Accumulated Feedback on PRI #196

This page is a compilation of formal public feedback received so far. See Feedback for further information on this issue, how to discuss it, and how to provide feedback.


Source: Mark Davis
Date: 2011/10/24
  1. One of the links in UAX #38 is broken:
  2. The regex for kXerox; N/A;    ^[0-9]{3}:[0-9]{3} is inconsistent with the others; missing a final $.
    • However, I’d recommend that all of the regex patterns in UAX 38 remove leading ^ and trailing $; 
    • They are superfluous given that you need to match against the whole string, and just make the expressions even less readable.
  3. There needs to be a clear statement of whether the ordering of multivalued properties is significant, and if so, what that significance is. “Arbitrary” means you could store the values in a hashset and you wouldn’t lose any information. 

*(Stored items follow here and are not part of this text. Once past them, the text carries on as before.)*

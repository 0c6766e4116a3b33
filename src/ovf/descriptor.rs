//! OVF descriptor queries
//!
//! Each field is one path expression; the first match's text is the value.
//! Disks need the four-hop chain Item -> disk id -> file ref -> href, each
//! hop's result parameterising the next expression.

use tracing::debug;

use super::document::Document;
use super::xpath::XPathContext;
use super::DescriptorError;
use crate::vm::DiskSpec;

pub const OVF_NS_PREFIX: &str = "ovf";
pub const OVF_NS_URI: &str = "http://schemas.dmtf.org/ovf/envelope/1";
pub const RASD_NS_PREFIX: &str = "rasd";
pub const RASD_NS_URI: &str =
    "http://schemas.dmtf.org/wbem/wscim/1/cim-schema/2/CIM_ResourceAllocationSettingData";

/// CIM resource types used in VirtualHardwareSection items
const RESOURCE_CPU: u32 = 3;
const RESOURCE_MEMORY: u32 = 4;
const RESOURCE_ETHERNET: u32 = 10;
const RESOURCE_DISK: u32 = 17;

const XPATH_NAME: &str = "/ovf:Envelope/ovf:VirtualSystem/ovf:Name/text()";
const XPATH_HARDWARE: &str = "/ovf:Envelope/ovf:VirtualSystem/ovf:VirtualHardwareSection";

fn item_xpath(resource_type: u32, tail: &str) -> String {
    format!(
        "{}/ovf:Item[rasd:ResourceType/text()={}]{}",
        XPATH_HARDWARE, resource_type, tail
    )
}

fn disk_capacity_xpath(disk_id: &str) -> Option<String> {
    Some(format!(
        "/ovf:Envelope/ovf:DiskSection/ovf:Disk[@ovf:diskId={}]/@ovf:capacity",
        quote(disk_id)?
    ))
}

fn disk_file_ref_xpath(disk_id: &str) -> Option<String> {
    Some(format!(
        "/ovf:Envelope/ovf:DiskSection/ovf:Disk[@ovf:diskId={}]/@ovf:fileRef",
        quote(disk_id)?
    ))
}

fn file_href_xpath(file_id: &str) -> Option<String> {
    Some(format!(
        "/ovf:Envelope/ovf:References/ovf:File[@ovf:id={}]/@ovf:href",
        quote(file_id)?
    ))
}

/// Quote a value as a string literal, picking whichever quote it lacks
///
/// A value holding both quote characters has no literal form.
fn quote(value: &str) -> Option<String> {
    match (value.contains('"'), value.contains('\'')) {
        (false, _) => Some(format!("\"{}\"", value)),
        (true, false) => Some(format!("'{}'", value)),
        (true, true) => None,
    }
}

/// Query view over a parsed descriptor with the OVF namespaces registered
pub struct Descriptor<'d> {
    ctx: XPathContext<'d>,
}

impl<'d> Descriptor<'d> {
    pub fn new(doc: &'d Document) -> Result<Self, DescriptorError> {
        let mut ctx = XPathContext::new(doc);
        ctx.register_namespace(OVF_NS_PREFIX, OVF_NS_URI)
            .map_err(DescriptorError::Namespace)?;
        ctx.register_namespace(RASD_NS_PREFIX, RASD_NS_URI)
            .map_err(DescriptorError::Namespace)?;
        Ok(Self { ctx })
    }

    pub fn name(&self) -> Result<String, DescriptorError> {
        self.required_text(XPATH_NAME, "name")
    }

    pub fn cpu_count(&self) -> Result<String, DescriptorError> {
        self.required_text(&item_xpath(RESOURCE_CPU, "/rasd:VirtualQuantity/text()"), "ncpu")
    }

    pub fn memory(&self) -> Result<String, DescriptorError> {
        self.required_text(&item_xpath(RESOURCE_MEMORY, "/rasd:VirtualQuantity/text()"), "memory")
    }

    /// Resolve every disk item to its file name and capacity
    pub fn disks(&self) -> Result<Vec<DiskSpec>, DescriptorError> {
        let items = self
            .ctx
            .evaluate(&item_xpath(RESOURCE_DISK, "/rasd:HostResource/text()"))
            .map_err(DescriptorError::Expression)?;

        if items.is_empty() {
            return Err(DescriptorError::NoDisks);
        }

        let doc = self.ctx.document();
        let mut disks = Vec::with_capacity(items.len());
        for item in items {
            // HostResource looks like "ovf:/disk/vmdisk1"
            let host_resource = doc.string_value(item);
            let disk_id = host_resource
                .trim()
                .rsplit_once('/')
                .map(|(_, id)| id)
                .filter(|id| !id.is_empty())
                .ok_or_else(|| DescriptorError::BadDiskReference(host_resource.clone()))?;
            debug!("ova: drive_id: {}", disk_id);

            let bad_id = |id: &str| DescriptorError::BadDiskReference(id.to_string());
            let capacity_path = disk_capacity_xpath(disk_id).ok_or_else(|| bad_id(disk_id))?;
            let file_ref_path = disk_file_ref_xpath(disk_id).ok_or_else(|| bad_id(disk_id))?;

            let capacity = self.required_text(&capacity_path, "capacity")?;
            let file_ref = self.required_text(&file_ref_path, "file ref")?;
            let href_path = file_href_xpath(&file_ref).ok_or_else(|| bad_id(&file_ref))?;
            let file_name = self.required_text(&href_path, "file href")?;

            disks.push(DiskSpec {
                file_name,
                capacity,
            });
        }

        Ok(disks)
    }

    /// Number of ethernet adapter items; zero is fine
    pub fn network_adapter_count(&self) -> Result<u32, DescriptorError> {
        let adapters = self
            .ctx
            .evaluate(&item_xpath(RESOURCE_ETHERNET, ""))
            .map_err(DescriptorError::Expression)?;
        debug!("ova: eth num: {}", adapters.len());
        Ok(adapters.len() as u32)
    }

    fn required_text(&self, xpath: &str, field: &'static str) -> Result<String, DescriptorError> {
        let nodes = self
            .ctx
            .evaluate(xpath)
            .map_err(DescriptorError::Expression)?;

        let text = nodes
            .first()
            .map(|node| self.ctx.document().string_value(*node).trim().to_string())
            .filter(|text| !text.is_empty())
            .ok_or(DescriptorError::MissingField(field))?;

        debug!("ova: {}: {}", field, text);
        Ok(text)
    }
}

    1. There should be a statement at the top of UAX #38 that the ordering is arbitrary unless documented, and then clearly document those cases where it is not arbitrary:
    • kMandarin, kTotalStrokes, kHanyuPinyin.
    • kCantonese has a documented ordering, but that it is alphabetical, which is really arbitrary.
    • kHanyuPinlu also does, but because the number on each item gives the frequency, it is also arbitrary.
  4. Unihan (these might be longer term,...)
    • Should remove kCompatibilityVariant. It is just a subset of the data in UnicodeData.txt. So it is just an opportunity for error waiting to happen.
    • Should change kHanyuPinlu to accented pinyin instead of numeric, like the other pinyin fields.